あの頃から俺だって鍛えてそれなりに重くなった筈なのに、そんなヒョイと持ち上げられると悲しいよ。
ていうか何をする気なの。アレって何。え、本当に怖いんだけど。
「行くよ、二人共!」
「待って!! 何が行くの!?」
「それ!!」
「ぎゃぁぁあああ!!」
宙に舞った。
ジニアの翔蟲の力で、ジニアの盾をジャンプ台のようにしてカエデは俺を抱えたまま飛ぶ。
そして彼女は自分の翔蟲と操虫棍の射出機能で空中───竜の領域へと躍り出た。
「これが死か!?」
「ツバキ!! あとは任せた!! モミジもお願い!!」
言いながら、カエデは猟虫のモミジと俺を空中に投げ飛ばすようにしてバゼルギウスの眼前に連れて行ってくれる。
バゼルギウスも自らの領域に俺なんかが突然現れて目を丸くしていた。
お前も驚いてるかもしれないが、俺も驚いている。ここが地獄か。
ただ、ここまで来てしまったのならもうやるしかない。
俺はもう何もかもを諦めて、背中の太刀に手を向けた。
「なんとかなれぇぇえええ!!」
あまりにも情けない声と共に、そのクエストは幕を閉じる。
クエストクリアだ。
◆ ◆ ◆
カムラの里。
和な情景。
「ヨモギ!! 俺の団子がなんか無くなってるけど!?」
「さっきシーナちゃんが持って行っちゃったよ? また間違えちゃったのかな」
「なんで止めてくれないの!?」
「人のうさ団子を取るなんて、良くないですね」
「あ、ヒノエさん落ち着いて。大丈夫だから。マジで」
少し前まで、この里はモンスターの大襲来───百竜夜行に飲み込まれて滅びる寸前だったのである。

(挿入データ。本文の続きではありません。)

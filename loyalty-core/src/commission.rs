//! Commission distribution
//!
//! A purchase funds a commission pool that is split between the buyer's
//! referrers and the platform. Three modes, first match wins:
//!
//! | Mode       | Trigger                                   | Fund                      | Split                  |
//! |------------|-------------------------------------------|---------------------------|------------------------|
//! | B2B        | L1 has an active deal with the seller     | amount × seller_pays      | L1 70 %, system 30 %   |
//! | Influencer | L1 is an influencer partner               | amount × platform percent | L1 70 %, system 30 %   |
//! | Standard   | otherwise                                 | amount × seller percent   | 5 % per level, rest system |
//!
//! Under a B2B deal the buyer additionally gets `amount × buyer_gets` as a
//! rebate, outside the fund.
//!
//! Resolution of the inputs is async and never fails ([`CommissionCalculator`]);
//! the split itself is the pure function [`distribute`].

use crate::{
    error::{degraded, ResolutionExt},
    partners::PartnerConfigSource,
    referral::{ReferralChain, ReferralGraph, MAX_REFERRAL_DEPTH},
    types::{AccountId, B2BDeal, CommissionItem, CommissionTier},
};
use chrono::Utc;
use rust_decimal::{Decimal, RoundingStrategy};
use serde::{Deserialize, Serialize};
use std::sync::Arc;

/// Seller reward percent when none is configured
pub const DEFAULT_SELLER_PERCENT: Decimal = Decimal::from_parts(5, 0, 0, false, 0);

/// Platform percent in influencer mode when none is configured
pub const DEFAULT_INFLUENCER_PERCENT: Decimal = Decimal::from_parts(5, 0, 0, false, 0);

/// Share of the fund each present referral level receives (percent)
pub const LEVEL_SHARE_PERCENT: Decimal = Decimal::from_parts(5, 0, 0, false, 0);

/// Partner share in B2B and influencer mode (percent)
pub const PARTNER_SHARE_PERCENT: Decimal = Decimal::from_parts(70, 0, 0, false, 0);

/// Which distribution rule applied
#[derive(Debug, Clone, Copy, PartialEq, Eq, Serialize, Deserialize)]
pub enum CommissionMode {
    /// Bilateral deal between L1 and seller
    B2bOverride,
    /// L1 is an influencer
    Influencer,
    /// Multi-level referral split
    Standard,
}

/// Inputs to a distribution, already resolved
#[derive(Debug, Clone, PartialEq)]
pub struct CommissionContext {
    /// Buyer's referrers
    pub chain: ReferralChain,
    /// Seller partner of the purchase
    pub seller: Option<AccountId>,
    /// Active deal between L1 and the seller
    pub b2b_deal: Option<B2BDeal>,
    /// Whether L1 is an influencer partner
    pub l1_is_influencer: bool,
    /// Seller's base reward percent
    pub seller_percent: Decimal,
    /// Platform percent for influencer mode
    pub influencer_percent: Decimal,
}

impl Default for CommissionContext {
    fn default() -> Self {
        Self {
            chain: ReferralChain::default(),
            seller: None,
            b2b_deal: None,
            l1_is_influencer: false,
            seller_percent: DEFAULT_SELLER_PERCENT,
            influencer_percent: DEFAULT_INFLUENCER_PERCENT,
        }
    }
}

/// Result of a distribution
#[derive(Debug, Clone, PartialEq, Serialize, Deserialize)]
pub struct CommissionPlan {
    /// Rule that applied
    pub mode: CommissionMode,
    /// Total commission pool
    pub fund: Decimal,
    /// Credits; sum equals `fund`
    pub items: Vec<CommissionItem>,
    /// Extra credit for the buyer under a B2B deal
    pub buyer_rebate: Option<Decimal>,
}

impl CommissionPlan {
    /// Sum of all items
    pub fn total(&self) -> Decimal {
        self.items.iter().map(|i| i.amount).sum()
    }

    /// Item for a beneficiary, if any
    pub fn item_for(&self, beneficiary: &AccountId) -> Option<&CommissionItem> {
        self.items.iter().find(|i| &i.beneficiary == beneficiary)
    }
}

fn cents(value: Decimal) -> Decimal {
    value.round_dp_with_strategy(2, RoundingStrategy::MidpointAwayFromZero)
}

/// `percent` is clamped to 0..=100, so the result never exceeds `amount`
fn percent_of(amount: Decimal, percent: Decimal) -> Decimal {
    let percent = percent.clamp(Decimal::ZERO, Decimal::ONE_HUNDRED);
    amount
        .checked_mul(percent)
        .map(|v| v / Decimal::ONE_HUNDRED)
        .unwrap_or_else(|| amount / Decimal::ONE_HUNDRED * percent)
}

/// Split a purchase of `amount` according to `ctx`.
///
/// Every share is rounded half-up to cents and the platform item takes the
/// remainder, so `plan.total() == plan.fund`. A non-positive amount yields an
/// empty plan.
pub fn distribute(ctx: &CommissionContext, amount: Decimal) -> CommissionPlan {
    let now = Utc::now();
    let l1 = ctx.chain.l1();
    let deal = ctx
        .b2b_deal
        .as_ref()
        .filter(|d| {
            l1.map_or(false, |l1| &d.source_partner == l1)
                && ctx.seller.as_ref().map_or(false, |s| &d.target_partner == s)
                && d.is_active_at(now)
        });

    let mode = match (deal, l1) {
        (Some(_), Some(_)) => CommissionMode::B2bOverride,
        (None, Some(_)) if ctx.l1_is_influencer => CommissionMode::Influencer,
        _ => CommissionMode::Standard,
    };

    if amount <= Decimal::ZERO {
        return CommissionPlan {
            mode,
            fund: Decimal::ZERO,
            items: Vec::new(),
            buyer_rebate: None,
        };
    }

    let mut items = Vec::new();
    let mut buyer_rebate = None;

    let fund = match (mode, deal, l1) {
        (CommissionMode::B2bOverride, Some(deal), Some(l1)) => {
            let fund = cents(percent_of(amount, deal.seller_pays_percent));
            let partner = cents(percent_of(fund, PARTNER_SHARE_PERCENT));
            items.push(CommissionItem {
                beneficiary: l1.clone(),
                amount: partner,
                tier: CommissionTier::B2bPartner,
                rationale: format!(
                    "B2B deal with {}: {}% of {}% seller fund",
                    deal.target_partner, PARTNER_SHARE_PERCENT, deal.seller_pays_percent
                ),
            });
            items.push(CommissionItem {
                beneficiary: AccountId::system(),
                amount: fund - partner,
                tier: CommissionTier::B2bSystemFee,
                rationale: "B2B platform fee".to_string(),
            });
            let rebate = cents(percent_of(amount, deal.buyer_gets_percent));
            if rebate > Decimal::ZERO {
                buyer_rebate = Some(rebate);
            }
            fund
        }
        (CommissionMode::Influencer, _, Some(l1)) => {
            let fund = cents(percent_of(amount, ctx.influencer_percent));
            let partner = cents(percent_of(fund, PARTNER_SHARE_PERCENT));
            items.push(CommissionItem {
                beneficiary: l1.clone(),
                amount: partner,
                tier: CommissionTier::L1,
                rationale: format!("Influencer share: {}% of fund", PARTNER_SHARE_PERCENT),
            });
            items.push(CommissionItem {
                beneficiary: AccountId::system(),
                amount: fund - partner,
                tier: CommissionTier::System,
                rationale: "Influencer mode platform share".to_string(),
            });
            fund
        }
        _ => {
            let fund = cents(percent_of(amount, ctx.seller_percent));
            let level_share = cents(percent_of(fund, LEVEL_SHARE_PERCENT));
            let mut paid = Decimal::ZERO;
            for level in 1..=MAX_REFERRAL_DEPTH {
                let (Some(referrer), Some(tier)) =
                    (ctx.chain.at_level(level), CommissionTier::for_level(level))
                else {
                    continue;
                };
                items.push(CommissionItem {
                    beneficiary: referrer.clone(),
                    amount: level_share,
                    tier,
                    rationale: format!("Level {} referral: {}% of fund", level, LEVEL_SHARE_PERCENT),
                });
                paid += level_share;
            }
            items.push(CommissionItem {
                beneficiary: AccountId::system(),
                amount: fund - paid,
                tier: CommissionTier::System,
                rationale: format!(
                    "Platform residual ({} of {} levels present)",
                    items.len(),
                    MAX_REFERRAL_DEPTH
                ),
            });
            fund
        }
    };

    CommissionPlan {
        mode,
        fund,
        items,
        buyer_rebate,
    }
}

/// Resolves a [`CommissionContext`] from the referral graph and partner
/// configuration, then distributes
#[derive(Clone)]
pub struct CommissionCalculator {
    graph: ReferralGraph,
    partners: Arc<dyn PartnerConfigSource>,
}

impl std::fmt::Debug for CommissionCalculator {
    fn fmt(&self, f: &mut std::fmt::Formatter<'_>) -> std::fmt::Result {
        f.debug_struct("CommissionCalculator")
            .field("graph", &self.graph)
            .finish_non_exhaustive()
    }
}

impl CommissionCalculator {
    /// Create new calculator
    pub fn new(graph: ReferralGraph, partners: Arc<dyn PartnerConfigSource>) -> Self {
        Self { graph, partners }
    }

    /// Gather the inputs for a purchase. Every lookup falls back to a safe
    /// default on error.
    pub async fn resolve_context(
        &self,
        buyer: &AccountId,
        seller: Option<&AccountId>,
    ) -> CommissionContext {
        let chain = self.graph.chain(buyer);
        let l1 = chain.l1().cloned();

        let b2b_deal = match (&l1, seller) {
            (Some(l1), Some(seller)) => match self.partners.active_b2b_deal(l1, seller).await {
                Ok(deal) => deal,
                Err(e) => degraded(None, format!("deal lookup failed: {}", e)).or_fallback("b2b deal"),
            },
            _ => None,
        };

        let l1_is_influencer = match &l1 {
            Some(l1) if b2b_deal.is_none() => match self.partners.is_influencer_partner(l1).await {
                Ok(flag) => flag,
                Err(e) => degraded(false, format!("influencer lookup failed: {}", e))
                    .or_fallback("influencer flag"),
            },
            _ => false,
        };

        let seller_percent = match seller {
            Some(seller) => {
                let fetched = self.partners.seller_base_reward_percent(seller).await;
                resolve_percent(fetched, DEFAULT_SELLER_PERCENT, "seller reward percent")
            }
            None => DEFAULT_SELLER_PERCENT,
        };

        let influencer_percent = if l1_is_influencer {
            let fetched = self.partners.platform_influencer_percent().await;
            resolve_percent(fetched, DEFAULT_INFLUENCER_PERCENT, "influencer percent")
        } else {
            DEFAULT_INFLUENCER_PERCENT
        };

        CommissionContext {
            chain,
            seller: seller.cloned(),
            b2b_deal,
            l1_is_influencer,
            seller_percent,
            influencer_percent,
        }
    }

    /// Commission plan for a purchase. Never fails.
    pub async fn calculate(
        &self,
        buyer: &AccountId,
        amount: Decimal,
        seller: Option<&AccountId>,
    ) -> CommissionPlan {
        let ctx = self.resolve_context(buyer, seller).await;
        let plan = distribute(&ctx, amount);

        tracing::debug!(
            buyer = %buyer,
            mode = ?plan.mode,
            fund = %plan.fund,
            items = plan.items.len(),
            "Commission calculated"
        );

        plan
    }
}

fn resolve_percent(fetched: crate::Result<Option<Decimal>>, default: Decimal, what: &str) -> Decimal {
    let resolution = match fetched {
        Ok(Some(p)) if !p.is_sign_negative() && p <= Decimal::ONE_HUNDRED => Ok(p),
        Ok(Some(p)) => degraded(default, format!("{} out of range", p)),
        Ok(None) => Ok(default),
        Err(e) => degraded(default, format!("lookup failed: {}", e)),
    };
    resolution.or_fallback(what)
}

「イオリ!! エーコとビーミを見なかったか!? パンツを覗き見したらラージャンくらい激昂して今追われてるんだ。匿ってくれ!!」
「馬鹿なんですか!? ツバキさんはやっぱり馬鹿なんですか!?」
「愛弟子よ!! そういう事なら俺に任せてくれ!!」
「ウツシ教官!! ありがとう!! 流石俺の師匠だぜ!!」
「うむ、やはりここか。少年の声は大きいから良く聴こえてくるな」
「ロンディーネさん!? まさか二人からのスパイか!? 辞めて!! 俺を売らないで!! どうせひいきにしてくれとか言うんでしょ!? 分かってるからね!!」
この里が救われたのは、きっと俺一人のおかげではない。
「ツバキよ! 丁度探しておったのだ。お前に頼みたいクエストがあってな」
「嫌です。他を当たってください」
「そんな事言わず。これは、ツバキにしか頼めない重要なクエストなんだゲコよ」
「いや、本当に嫌です。その手の頼み事でロクな目に会ったことないんだよ!!」
「ツバキさん、そうは言わず。私からもお願いなのです」
「はい!! 分かりましたミノトさん!! 任せて下さい!!」
けれど、多少平和になった今だからこそ思うのだ。
「そんじゃ、行くぞお前ら」
「ふふ、またこの三人だね」
「私達最強の幼馴染三人なら何処までも行けるよ!!」
「腐れ縁三人組だろ……。ま、良いけどさ」
この里を、これからも守りたいと。
「そんじゃ、一狩り行きますか」
だから、これから何があっても───ずっと一緒に。